■ **WORK ORDER**:
Among the lines below, tally those that hold "when". Return the number and nothing more.
BEGIN THE RECORDS
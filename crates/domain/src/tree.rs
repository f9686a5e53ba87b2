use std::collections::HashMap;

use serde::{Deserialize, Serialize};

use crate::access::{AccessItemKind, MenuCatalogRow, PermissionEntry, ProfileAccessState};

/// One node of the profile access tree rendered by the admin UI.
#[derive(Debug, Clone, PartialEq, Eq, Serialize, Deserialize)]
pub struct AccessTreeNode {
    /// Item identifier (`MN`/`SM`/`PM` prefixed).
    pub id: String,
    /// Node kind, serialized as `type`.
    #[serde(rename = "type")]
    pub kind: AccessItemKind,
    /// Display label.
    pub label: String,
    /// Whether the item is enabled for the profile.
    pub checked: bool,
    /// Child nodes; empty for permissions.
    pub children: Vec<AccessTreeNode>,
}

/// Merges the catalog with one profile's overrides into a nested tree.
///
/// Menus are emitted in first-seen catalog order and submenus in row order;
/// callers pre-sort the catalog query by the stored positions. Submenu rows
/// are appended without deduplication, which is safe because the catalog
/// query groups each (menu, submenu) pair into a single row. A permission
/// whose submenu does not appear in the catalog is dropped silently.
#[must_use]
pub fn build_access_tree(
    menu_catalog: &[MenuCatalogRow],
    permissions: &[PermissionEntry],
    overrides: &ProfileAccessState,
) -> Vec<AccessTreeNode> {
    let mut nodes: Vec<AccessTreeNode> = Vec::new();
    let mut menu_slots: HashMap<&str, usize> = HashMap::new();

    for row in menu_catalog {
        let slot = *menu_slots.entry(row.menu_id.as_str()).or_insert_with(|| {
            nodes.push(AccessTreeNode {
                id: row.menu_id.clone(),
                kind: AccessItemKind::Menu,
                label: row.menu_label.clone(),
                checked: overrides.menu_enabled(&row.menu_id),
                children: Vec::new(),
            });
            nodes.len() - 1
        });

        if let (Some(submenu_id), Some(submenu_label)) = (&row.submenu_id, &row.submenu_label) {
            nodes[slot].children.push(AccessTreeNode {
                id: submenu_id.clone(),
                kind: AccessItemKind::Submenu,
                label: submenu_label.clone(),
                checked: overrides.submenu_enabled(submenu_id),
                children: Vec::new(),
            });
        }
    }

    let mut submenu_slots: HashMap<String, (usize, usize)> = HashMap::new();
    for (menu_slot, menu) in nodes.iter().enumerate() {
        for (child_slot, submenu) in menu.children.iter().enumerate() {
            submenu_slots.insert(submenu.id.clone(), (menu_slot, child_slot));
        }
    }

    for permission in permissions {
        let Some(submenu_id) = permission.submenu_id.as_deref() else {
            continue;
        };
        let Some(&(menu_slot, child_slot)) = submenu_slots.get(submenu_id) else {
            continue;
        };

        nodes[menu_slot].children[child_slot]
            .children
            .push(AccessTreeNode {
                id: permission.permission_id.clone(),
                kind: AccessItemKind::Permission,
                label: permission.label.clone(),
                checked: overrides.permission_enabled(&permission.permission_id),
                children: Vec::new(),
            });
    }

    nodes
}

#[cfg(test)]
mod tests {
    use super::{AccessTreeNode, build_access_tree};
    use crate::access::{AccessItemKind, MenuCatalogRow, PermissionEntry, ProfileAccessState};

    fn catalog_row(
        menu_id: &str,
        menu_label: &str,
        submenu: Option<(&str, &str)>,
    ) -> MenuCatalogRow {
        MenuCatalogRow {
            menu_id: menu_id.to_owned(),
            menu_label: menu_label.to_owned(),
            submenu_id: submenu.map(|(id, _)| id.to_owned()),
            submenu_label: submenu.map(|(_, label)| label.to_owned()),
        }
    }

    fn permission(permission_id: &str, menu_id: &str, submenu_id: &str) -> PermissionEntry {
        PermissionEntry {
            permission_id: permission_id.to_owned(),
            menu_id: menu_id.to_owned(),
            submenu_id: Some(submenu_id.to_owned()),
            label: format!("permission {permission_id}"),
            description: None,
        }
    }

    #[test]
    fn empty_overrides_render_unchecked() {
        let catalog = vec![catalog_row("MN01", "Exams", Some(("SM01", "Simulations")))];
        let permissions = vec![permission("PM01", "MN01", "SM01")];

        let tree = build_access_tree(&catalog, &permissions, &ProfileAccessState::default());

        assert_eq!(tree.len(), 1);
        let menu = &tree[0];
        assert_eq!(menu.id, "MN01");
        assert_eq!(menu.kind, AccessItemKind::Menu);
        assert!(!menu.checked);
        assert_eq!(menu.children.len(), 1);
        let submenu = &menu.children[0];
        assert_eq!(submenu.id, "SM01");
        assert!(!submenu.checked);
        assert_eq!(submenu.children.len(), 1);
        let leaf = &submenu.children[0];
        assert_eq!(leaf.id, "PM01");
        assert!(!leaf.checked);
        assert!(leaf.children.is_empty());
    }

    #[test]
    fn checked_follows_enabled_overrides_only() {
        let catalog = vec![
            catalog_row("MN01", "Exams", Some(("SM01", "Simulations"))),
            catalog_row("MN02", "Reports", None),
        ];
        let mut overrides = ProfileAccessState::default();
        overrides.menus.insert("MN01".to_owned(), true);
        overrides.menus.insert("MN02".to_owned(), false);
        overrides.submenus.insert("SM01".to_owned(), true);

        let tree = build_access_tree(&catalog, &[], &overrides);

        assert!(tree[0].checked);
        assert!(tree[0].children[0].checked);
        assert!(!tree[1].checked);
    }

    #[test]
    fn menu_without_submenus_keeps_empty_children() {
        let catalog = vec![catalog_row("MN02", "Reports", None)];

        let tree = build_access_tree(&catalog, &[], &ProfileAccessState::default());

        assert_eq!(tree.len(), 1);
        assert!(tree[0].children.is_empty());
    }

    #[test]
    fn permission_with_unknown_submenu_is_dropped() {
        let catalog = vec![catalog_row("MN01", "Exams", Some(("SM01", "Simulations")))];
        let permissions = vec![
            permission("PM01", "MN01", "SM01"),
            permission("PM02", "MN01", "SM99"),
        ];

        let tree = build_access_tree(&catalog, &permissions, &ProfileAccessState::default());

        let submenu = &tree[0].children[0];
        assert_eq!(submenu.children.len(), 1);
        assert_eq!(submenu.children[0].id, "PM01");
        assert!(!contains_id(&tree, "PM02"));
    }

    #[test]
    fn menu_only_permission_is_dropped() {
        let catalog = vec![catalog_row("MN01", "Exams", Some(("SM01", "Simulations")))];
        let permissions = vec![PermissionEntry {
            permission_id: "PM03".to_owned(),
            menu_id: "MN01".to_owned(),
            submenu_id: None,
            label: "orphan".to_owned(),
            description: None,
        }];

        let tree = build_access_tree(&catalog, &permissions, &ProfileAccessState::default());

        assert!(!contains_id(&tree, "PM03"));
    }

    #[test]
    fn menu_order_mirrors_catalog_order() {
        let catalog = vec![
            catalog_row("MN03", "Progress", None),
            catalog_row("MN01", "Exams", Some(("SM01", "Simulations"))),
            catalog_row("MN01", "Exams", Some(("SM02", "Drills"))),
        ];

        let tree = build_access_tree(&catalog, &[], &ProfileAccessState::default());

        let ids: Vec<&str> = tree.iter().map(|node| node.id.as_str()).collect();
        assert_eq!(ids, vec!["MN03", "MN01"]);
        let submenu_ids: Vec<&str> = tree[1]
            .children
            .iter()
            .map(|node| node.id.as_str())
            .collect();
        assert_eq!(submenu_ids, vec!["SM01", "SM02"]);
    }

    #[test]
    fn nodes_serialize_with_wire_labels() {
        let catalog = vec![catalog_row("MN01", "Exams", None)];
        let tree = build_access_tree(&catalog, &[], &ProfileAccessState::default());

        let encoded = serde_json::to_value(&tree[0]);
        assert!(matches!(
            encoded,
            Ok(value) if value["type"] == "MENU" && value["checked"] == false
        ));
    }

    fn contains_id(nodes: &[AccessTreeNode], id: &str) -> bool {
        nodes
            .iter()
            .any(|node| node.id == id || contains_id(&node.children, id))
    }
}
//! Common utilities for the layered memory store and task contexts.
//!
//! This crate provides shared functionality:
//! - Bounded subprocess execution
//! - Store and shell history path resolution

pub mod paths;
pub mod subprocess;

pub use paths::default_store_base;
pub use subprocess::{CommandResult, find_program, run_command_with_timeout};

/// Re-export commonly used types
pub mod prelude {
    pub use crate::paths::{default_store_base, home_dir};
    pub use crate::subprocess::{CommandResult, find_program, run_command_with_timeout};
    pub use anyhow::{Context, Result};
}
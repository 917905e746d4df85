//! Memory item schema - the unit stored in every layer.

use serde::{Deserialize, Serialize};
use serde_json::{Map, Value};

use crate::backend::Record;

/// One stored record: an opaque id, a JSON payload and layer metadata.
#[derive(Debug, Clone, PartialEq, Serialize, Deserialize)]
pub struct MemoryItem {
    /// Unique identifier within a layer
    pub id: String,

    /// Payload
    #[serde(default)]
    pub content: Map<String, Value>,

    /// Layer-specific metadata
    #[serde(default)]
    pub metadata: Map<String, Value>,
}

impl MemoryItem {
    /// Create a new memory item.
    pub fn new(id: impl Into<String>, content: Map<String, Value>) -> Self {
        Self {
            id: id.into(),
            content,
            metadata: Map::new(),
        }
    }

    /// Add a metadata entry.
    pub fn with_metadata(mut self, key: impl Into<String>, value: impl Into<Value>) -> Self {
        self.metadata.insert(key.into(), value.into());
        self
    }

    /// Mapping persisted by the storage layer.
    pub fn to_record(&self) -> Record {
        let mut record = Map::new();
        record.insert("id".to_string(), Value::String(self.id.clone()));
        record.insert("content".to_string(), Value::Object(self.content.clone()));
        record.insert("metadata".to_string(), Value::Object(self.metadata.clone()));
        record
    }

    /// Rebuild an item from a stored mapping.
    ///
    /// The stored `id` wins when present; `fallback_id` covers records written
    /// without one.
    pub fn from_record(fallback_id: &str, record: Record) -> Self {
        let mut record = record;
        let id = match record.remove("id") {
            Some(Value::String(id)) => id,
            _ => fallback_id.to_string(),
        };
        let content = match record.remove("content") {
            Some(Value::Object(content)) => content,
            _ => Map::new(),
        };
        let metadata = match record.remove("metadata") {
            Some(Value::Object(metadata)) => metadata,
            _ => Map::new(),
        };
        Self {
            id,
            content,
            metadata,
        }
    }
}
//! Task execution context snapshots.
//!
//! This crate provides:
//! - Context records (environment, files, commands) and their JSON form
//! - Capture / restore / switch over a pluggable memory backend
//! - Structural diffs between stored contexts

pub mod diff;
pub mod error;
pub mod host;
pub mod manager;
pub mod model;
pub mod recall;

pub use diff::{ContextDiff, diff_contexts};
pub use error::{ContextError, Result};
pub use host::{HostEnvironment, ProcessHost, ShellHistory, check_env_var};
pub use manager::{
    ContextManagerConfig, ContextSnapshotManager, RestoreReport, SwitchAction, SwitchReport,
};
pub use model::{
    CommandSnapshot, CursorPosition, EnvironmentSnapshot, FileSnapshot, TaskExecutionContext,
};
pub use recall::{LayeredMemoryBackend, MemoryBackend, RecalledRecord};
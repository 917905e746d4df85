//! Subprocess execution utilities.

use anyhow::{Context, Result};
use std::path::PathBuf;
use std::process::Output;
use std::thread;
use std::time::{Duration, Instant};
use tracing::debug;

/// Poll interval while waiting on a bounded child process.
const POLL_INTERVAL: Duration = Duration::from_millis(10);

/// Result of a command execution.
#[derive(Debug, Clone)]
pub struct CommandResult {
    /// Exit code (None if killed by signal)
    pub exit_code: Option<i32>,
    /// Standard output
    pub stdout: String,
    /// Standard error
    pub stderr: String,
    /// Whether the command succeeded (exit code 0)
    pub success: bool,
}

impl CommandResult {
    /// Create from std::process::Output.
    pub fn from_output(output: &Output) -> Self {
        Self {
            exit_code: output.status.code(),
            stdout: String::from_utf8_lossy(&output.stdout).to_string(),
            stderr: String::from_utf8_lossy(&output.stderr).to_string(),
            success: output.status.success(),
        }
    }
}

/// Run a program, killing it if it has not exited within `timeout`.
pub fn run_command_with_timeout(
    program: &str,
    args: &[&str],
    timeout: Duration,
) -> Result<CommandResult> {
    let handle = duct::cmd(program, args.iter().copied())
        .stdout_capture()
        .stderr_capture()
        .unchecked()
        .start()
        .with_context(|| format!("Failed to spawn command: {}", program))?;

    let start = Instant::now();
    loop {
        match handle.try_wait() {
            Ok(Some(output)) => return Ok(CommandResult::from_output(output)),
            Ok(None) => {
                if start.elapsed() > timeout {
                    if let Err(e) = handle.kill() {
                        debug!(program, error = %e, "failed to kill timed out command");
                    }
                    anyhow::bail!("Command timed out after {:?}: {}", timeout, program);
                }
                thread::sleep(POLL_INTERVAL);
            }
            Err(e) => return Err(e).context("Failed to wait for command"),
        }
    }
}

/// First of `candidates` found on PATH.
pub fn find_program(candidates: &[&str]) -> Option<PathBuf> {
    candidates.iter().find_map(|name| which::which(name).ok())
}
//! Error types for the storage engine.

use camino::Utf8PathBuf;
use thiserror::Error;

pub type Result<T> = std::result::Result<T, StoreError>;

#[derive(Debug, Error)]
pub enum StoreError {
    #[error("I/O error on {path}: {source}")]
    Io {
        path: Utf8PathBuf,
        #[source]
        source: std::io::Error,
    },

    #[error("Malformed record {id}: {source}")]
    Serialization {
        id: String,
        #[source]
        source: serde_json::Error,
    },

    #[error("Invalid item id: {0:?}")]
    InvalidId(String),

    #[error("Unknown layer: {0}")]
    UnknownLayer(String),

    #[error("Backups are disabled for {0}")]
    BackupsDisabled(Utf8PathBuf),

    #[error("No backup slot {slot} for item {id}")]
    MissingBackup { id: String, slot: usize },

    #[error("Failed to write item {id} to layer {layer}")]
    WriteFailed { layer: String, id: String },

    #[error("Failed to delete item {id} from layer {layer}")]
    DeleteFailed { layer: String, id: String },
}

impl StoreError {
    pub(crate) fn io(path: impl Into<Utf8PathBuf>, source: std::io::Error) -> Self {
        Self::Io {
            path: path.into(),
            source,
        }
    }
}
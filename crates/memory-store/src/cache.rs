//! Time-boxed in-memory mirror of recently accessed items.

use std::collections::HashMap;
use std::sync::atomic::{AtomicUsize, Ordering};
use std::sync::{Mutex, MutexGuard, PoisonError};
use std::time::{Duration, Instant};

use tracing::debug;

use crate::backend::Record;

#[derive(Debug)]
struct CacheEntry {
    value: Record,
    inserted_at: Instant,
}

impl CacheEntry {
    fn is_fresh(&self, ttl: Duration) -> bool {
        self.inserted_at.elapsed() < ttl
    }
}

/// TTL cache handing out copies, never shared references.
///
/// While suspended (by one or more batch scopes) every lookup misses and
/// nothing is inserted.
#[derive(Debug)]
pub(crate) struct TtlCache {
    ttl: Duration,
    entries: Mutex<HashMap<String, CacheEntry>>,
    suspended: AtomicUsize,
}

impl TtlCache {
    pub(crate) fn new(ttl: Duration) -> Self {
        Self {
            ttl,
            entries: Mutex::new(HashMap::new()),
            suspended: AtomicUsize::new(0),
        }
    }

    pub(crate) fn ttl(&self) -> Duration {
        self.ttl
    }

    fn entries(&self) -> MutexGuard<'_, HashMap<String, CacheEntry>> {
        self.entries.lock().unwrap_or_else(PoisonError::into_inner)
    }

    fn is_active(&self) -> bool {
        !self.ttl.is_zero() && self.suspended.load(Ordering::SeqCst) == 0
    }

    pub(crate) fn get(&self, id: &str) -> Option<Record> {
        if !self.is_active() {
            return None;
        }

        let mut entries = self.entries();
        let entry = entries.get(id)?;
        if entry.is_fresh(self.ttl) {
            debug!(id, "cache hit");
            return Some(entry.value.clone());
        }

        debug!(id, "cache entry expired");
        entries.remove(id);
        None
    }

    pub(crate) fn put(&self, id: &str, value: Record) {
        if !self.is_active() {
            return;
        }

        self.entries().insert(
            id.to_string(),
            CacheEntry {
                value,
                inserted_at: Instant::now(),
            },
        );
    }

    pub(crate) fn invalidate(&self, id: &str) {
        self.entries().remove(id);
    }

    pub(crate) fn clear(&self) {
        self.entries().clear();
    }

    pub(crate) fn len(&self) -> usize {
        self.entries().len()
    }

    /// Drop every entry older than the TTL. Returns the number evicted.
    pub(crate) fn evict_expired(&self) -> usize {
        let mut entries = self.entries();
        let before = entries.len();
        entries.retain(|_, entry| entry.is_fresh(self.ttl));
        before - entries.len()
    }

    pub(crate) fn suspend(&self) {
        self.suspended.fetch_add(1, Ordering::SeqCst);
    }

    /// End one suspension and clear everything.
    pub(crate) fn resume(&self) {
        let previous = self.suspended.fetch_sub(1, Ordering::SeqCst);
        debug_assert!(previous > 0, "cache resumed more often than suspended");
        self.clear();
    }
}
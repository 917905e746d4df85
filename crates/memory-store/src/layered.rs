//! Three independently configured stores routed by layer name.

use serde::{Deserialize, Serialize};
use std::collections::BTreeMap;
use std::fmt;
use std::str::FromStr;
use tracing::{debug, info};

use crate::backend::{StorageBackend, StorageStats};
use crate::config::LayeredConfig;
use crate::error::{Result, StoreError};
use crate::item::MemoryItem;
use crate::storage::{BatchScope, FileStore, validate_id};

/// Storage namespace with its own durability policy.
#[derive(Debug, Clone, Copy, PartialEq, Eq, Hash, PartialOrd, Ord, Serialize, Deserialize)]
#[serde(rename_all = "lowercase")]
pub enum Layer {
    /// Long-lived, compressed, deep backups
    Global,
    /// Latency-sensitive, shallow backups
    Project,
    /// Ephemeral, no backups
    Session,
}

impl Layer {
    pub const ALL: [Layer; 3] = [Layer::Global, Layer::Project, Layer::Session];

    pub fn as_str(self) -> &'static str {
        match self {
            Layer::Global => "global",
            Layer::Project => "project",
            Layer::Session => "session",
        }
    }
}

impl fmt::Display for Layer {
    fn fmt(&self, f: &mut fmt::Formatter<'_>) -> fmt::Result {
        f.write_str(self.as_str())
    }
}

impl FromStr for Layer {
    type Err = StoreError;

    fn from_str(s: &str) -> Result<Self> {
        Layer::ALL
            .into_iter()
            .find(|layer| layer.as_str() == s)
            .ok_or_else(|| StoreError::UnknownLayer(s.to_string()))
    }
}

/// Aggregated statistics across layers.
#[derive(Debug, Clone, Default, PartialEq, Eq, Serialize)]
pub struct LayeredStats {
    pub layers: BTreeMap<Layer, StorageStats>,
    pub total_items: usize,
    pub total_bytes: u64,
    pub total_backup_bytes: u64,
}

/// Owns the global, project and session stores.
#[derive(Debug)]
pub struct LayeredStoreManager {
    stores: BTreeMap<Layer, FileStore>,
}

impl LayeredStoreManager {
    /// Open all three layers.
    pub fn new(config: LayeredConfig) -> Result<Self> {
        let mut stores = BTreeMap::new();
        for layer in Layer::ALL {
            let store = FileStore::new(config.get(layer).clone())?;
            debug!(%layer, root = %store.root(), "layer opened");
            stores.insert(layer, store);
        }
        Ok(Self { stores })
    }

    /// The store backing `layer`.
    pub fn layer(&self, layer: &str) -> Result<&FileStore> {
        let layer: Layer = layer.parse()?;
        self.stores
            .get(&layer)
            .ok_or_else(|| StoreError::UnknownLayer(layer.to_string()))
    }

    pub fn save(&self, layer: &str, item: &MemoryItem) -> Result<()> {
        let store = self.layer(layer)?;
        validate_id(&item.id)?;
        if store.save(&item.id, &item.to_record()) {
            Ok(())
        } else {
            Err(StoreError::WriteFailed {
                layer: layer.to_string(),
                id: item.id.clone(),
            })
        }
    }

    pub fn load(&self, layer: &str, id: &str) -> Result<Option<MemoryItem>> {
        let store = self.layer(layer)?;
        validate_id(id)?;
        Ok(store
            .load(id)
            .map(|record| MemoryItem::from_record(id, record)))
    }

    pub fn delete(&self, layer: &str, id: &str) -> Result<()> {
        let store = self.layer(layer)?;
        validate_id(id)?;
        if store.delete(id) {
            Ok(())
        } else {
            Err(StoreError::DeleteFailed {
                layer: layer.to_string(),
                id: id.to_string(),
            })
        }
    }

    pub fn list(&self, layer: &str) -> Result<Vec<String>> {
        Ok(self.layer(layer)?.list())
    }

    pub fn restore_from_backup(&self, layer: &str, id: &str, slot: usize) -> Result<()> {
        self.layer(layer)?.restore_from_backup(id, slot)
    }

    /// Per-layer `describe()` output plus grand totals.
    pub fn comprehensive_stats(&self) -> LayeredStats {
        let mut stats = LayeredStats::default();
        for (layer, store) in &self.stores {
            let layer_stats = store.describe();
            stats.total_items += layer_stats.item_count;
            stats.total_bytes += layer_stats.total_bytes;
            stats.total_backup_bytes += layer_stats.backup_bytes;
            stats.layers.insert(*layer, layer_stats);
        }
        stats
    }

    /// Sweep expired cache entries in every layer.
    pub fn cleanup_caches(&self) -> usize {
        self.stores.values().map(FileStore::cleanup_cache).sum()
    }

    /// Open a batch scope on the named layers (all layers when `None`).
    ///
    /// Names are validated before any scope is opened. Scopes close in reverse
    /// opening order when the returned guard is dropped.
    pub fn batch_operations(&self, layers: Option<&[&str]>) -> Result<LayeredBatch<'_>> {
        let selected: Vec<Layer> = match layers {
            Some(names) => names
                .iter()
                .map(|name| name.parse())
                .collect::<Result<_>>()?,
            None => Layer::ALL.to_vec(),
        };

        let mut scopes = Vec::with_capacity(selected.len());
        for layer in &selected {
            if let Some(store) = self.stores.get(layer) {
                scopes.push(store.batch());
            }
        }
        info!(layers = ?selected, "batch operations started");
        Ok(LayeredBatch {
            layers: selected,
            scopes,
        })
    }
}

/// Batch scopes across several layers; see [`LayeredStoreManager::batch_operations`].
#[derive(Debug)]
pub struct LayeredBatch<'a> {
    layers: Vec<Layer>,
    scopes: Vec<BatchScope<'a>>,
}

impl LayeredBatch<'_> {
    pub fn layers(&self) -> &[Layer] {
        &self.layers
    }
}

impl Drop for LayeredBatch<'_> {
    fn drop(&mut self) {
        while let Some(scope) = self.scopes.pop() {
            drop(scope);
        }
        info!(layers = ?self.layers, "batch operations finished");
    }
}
END THE RECORDS
■ **OUTPUT OF THE EXERCISE**:
3